▸ Problem to solve
Go line by line through the data and copy those with the word "skip".

▸ Extracted records
========================================================================

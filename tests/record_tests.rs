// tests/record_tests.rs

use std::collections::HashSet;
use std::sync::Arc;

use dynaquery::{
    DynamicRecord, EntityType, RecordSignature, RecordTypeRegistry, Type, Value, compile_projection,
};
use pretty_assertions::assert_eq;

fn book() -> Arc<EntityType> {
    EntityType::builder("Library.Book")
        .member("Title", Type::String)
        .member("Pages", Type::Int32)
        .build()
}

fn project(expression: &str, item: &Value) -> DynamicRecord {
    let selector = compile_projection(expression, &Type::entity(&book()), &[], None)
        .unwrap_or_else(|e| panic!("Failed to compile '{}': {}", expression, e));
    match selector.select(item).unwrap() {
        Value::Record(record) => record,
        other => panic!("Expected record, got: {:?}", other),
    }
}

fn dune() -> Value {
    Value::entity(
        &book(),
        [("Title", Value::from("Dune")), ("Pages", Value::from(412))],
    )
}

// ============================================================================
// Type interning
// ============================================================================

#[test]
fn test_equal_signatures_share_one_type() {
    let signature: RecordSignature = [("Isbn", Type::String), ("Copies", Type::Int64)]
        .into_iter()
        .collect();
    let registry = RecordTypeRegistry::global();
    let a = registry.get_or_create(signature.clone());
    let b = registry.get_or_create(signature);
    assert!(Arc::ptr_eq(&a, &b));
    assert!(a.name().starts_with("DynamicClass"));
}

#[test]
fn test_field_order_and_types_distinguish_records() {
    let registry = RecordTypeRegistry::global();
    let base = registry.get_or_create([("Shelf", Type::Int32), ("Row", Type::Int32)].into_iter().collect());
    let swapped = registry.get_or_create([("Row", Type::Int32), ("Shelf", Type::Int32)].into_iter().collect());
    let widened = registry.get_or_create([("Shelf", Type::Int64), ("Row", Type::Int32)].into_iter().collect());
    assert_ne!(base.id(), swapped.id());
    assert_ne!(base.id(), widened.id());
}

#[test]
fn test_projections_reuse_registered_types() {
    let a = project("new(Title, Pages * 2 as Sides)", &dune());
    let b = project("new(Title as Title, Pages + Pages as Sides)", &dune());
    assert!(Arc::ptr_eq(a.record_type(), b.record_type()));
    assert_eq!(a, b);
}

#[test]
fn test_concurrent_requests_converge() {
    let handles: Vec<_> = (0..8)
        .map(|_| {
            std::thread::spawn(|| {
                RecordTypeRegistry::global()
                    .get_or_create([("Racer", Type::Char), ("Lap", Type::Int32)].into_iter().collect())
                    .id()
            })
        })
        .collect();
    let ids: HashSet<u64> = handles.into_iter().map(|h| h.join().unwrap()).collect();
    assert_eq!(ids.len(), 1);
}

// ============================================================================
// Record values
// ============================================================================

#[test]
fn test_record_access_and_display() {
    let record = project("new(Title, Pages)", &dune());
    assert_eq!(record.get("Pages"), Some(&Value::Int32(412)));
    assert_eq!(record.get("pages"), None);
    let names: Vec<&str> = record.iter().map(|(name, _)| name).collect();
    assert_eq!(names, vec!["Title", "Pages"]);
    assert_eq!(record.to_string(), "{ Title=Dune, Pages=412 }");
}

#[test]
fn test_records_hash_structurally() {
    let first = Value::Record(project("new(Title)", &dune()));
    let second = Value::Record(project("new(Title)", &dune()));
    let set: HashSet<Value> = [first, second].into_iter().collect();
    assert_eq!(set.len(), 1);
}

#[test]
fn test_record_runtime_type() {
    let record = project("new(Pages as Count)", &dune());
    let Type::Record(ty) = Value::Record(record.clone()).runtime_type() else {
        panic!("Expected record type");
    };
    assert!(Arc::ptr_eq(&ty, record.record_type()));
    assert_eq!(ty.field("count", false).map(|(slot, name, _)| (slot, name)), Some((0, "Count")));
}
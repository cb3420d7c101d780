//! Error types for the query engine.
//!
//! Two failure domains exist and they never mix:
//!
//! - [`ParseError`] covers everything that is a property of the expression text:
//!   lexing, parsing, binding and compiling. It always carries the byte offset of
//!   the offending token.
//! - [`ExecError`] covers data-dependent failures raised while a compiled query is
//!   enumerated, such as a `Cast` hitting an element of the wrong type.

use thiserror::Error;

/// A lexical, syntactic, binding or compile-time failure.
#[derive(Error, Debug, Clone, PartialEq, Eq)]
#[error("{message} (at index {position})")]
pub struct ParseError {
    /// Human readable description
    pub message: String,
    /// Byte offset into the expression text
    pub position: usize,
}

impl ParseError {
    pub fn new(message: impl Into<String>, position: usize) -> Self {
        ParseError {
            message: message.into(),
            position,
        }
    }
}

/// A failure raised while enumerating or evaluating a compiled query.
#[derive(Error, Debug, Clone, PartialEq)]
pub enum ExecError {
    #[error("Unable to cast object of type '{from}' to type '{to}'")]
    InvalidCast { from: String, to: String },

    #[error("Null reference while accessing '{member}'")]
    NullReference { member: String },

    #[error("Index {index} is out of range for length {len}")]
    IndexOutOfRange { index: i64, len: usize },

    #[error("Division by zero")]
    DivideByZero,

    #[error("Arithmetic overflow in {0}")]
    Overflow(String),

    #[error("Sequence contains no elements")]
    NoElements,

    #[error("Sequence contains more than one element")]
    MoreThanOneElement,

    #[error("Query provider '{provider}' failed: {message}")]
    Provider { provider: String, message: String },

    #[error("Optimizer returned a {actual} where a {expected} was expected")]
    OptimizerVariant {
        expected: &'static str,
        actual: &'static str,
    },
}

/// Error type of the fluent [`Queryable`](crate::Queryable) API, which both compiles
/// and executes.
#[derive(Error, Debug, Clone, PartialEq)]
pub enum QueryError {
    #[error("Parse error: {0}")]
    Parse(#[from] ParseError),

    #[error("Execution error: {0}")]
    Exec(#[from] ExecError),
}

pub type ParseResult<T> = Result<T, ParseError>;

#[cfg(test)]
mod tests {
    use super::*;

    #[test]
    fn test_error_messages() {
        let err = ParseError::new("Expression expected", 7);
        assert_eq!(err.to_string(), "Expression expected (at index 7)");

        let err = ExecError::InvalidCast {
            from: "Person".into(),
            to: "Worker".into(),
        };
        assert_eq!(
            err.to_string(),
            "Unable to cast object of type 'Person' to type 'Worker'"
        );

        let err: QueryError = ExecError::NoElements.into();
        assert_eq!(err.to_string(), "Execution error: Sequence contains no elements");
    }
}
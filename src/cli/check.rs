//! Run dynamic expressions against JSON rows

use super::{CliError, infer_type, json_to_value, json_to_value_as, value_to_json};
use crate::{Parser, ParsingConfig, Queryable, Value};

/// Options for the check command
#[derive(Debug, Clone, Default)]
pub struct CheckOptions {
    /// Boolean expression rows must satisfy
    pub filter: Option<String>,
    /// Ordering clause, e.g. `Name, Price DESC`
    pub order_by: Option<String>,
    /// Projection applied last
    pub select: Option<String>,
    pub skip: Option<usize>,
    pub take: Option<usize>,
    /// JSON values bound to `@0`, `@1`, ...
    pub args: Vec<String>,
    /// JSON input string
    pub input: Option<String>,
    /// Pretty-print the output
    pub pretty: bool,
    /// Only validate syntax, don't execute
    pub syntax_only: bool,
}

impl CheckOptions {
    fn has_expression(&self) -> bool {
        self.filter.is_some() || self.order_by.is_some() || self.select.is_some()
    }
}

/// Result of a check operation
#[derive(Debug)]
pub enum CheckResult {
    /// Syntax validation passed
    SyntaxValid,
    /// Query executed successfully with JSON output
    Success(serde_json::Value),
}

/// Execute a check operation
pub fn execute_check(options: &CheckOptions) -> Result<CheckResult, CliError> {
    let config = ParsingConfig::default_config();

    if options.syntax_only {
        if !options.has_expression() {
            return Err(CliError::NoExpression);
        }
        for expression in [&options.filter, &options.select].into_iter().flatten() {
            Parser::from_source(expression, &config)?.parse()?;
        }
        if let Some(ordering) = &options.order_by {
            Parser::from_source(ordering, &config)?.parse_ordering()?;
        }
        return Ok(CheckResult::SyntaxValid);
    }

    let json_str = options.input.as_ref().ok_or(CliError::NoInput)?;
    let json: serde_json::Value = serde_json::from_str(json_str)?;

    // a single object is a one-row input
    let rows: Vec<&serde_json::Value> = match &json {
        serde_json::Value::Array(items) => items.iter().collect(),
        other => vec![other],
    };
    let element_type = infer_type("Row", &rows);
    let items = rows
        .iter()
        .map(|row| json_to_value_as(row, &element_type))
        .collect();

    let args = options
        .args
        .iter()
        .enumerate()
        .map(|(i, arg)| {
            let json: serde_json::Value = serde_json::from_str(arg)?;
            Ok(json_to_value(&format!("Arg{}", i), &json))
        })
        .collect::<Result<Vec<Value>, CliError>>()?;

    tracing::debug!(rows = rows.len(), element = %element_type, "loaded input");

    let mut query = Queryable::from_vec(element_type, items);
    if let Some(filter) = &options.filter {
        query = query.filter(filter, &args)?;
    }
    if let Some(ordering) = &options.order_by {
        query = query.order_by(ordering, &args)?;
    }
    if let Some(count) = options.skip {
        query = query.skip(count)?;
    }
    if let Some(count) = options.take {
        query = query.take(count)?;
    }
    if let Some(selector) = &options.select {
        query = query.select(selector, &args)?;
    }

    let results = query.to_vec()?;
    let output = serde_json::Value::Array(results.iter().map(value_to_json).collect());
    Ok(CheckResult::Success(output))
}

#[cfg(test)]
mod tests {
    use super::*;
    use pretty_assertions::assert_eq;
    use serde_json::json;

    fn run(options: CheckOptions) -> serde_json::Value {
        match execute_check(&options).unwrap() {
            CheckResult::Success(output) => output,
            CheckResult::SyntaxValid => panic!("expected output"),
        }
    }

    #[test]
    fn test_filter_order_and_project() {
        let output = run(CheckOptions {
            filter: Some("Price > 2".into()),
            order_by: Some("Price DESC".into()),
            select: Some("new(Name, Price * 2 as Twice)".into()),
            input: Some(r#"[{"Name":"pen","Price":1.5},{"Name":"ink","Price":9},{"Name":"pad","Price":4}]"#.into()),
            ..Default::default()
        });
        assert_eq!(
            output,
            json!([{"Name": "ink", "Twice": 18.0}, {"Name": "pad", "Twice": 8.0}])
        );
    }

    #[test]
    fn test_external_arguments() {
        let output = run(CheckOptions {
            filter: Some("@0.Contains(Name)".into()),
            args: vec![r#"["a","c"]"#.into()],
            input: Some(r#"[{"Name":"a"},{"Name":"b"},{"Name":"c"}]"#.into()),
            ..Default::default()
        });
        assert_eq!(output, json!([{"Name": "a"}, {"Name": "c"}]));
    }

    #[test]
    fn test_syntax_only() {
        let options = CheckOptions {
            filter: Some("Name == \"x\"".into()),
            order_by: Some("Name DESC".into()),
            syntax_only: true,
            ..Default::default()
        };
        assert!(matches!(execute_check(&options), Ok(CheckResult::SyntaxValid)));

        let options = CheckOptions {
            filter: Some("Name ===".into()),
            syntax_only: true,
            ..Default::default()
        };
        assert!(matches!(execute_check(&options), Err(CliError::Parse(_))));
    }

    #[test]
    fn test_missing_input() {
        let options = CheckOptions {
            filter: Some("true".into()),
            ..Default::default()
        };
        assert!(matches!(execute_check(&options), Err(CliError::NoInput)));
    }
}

========================================================================

▸ Output for this exercise
    pub skip: Option<usize>,
    if let Some(count) = options.skip {
        query = query.skip(count)?;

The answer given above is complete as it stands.